▶

// Copyright 2025 Lablup Inc. and Jeongkyu Shin
//
// Licensed under the Apache License, Version 2.0 (the "License");
// you may not use this file except in compliance with the License.
// You may obtain a copy of the License at
//
//     http://www.apache.org/licenses/LICENSE-2.0
//
// Unless required by applicable law or agreed to in writing, software
// distributed under the License is distributed on an "AS IS" BASIS,
// WITHOUT WARRANTIES OR CONDITIONS OF ANY KIND, either express or implied.
// See the License for the specific language governing permissions and
// limitations under the License.

pub mod command;
pub mod connector;
pub mod error;
pub mod handler;
pub mod session;
pub mod transport;

pub use command::{run_command, CommandResult, DEFAULT_COMMAND_TIMEOUT_SECS};
pub use connector::{Connector, SshConnector, DEFAULT_CONNECT_TIMEOUT_SECS};
pub use error::{FailureKind, SessionError};
pub use session::{Session, SessionState};
pub use transport::{ChannelEvent, ExecChannel, Transport};
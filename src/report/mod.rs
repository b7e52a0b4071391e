// Copyright 2025 Lablup Inc. and Jeongkyu Shin
//
// Licensed under the Apache License, Version 2.0 (the "License");
// you may not use this file except in compliance with the License.
// You may obtain a copy of the License at
//
//     http://www.apache.org/licenses/LICENSE-2.0
//
// Unless required by applicable law or agreed to in writing, software
// distributed under the License is distributed on an "AS IS" BASIS,
// WITHOUT WARRANTIES OR CONDITIONS OF ANY KIND, either express or implied.
// See the License for the specific language governing permissions and
// limitations under the License.

//! Result collection and rendering.

pub mod aggregate;
pub mod render;

pub use aggregate::{FieldMap, HostReport, ResultAggregate};
pub use render::{render, render_json, render_table, ViewFormat};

◀

INSTRUCTIONS TO FOLLOW: An exact copy of all the entries above is what is needed.

ANSWER SECTION:
// Copyright 2025 Lablup Inc. and Jeongkyu Shin
//
// Licensed under the Apache License, Version 2.0 (the "License");
// you may not use this file except in compliance with the License.
// You may obtain a copy of the License at
//
//     http://www.apache.org/licenses/LICENSE-2.0
//
// Unless required by applicable law or agreed to in writing, software
// distributed under the License is distributed on an "AS IS" BASIS,
// WITHOUT WARRANTIES OR CONDITIONS OF ANY KIND, either express or implied.
// See the License for the specific language governing permissions and
// limitations under the License.

pub mod command;
pub mod connector;
pub mod error;
pub mod handler;
pub mod session;
pub mod transport;

pub use command::{run_command, CommandResult, DEFAULT_COMMAND_TIMEOUT_SECS};
pub use connector::{Connector, SshConnector, DEFAULT_CONNECT_TIMEOUT_SECS};
pub use error::{FailureKind, SessionError};
pub use session::{Session, SessionState};
pub use transport::{ChannelEvent, ExecChannel, Transport};
filename src/report/mod.rs
repository b7e52a0b4071391e
// Copyright 2025 Lablup Inc. and Jeongkyu Shin
//
// Licensed under the Apache License, Version 2.0 (the "License");
// you may not use this file except in compliance with the License.
// You may obtain a copy of the License at
//
//     http://www.apache.org/licenses/LICENSE-2.0
//
// Unless required by applicable law or agreed to in writing, software
// distributed under the License is distributed on an "AS IS" BASIS,
// WITHOUT WARRANTIES OR CONDITIONS OF ANY KIND, either express or implied.
// See the License for the specific language governing permissions and
// limitations under the License.

//! Result collection and rendering.

pub mod aggregate;
pub mod render;

pub use aggregate::{FieldMap, HostReport, ResultAggregate};
pub use render::{render, render_json, render_table, ViewFormat};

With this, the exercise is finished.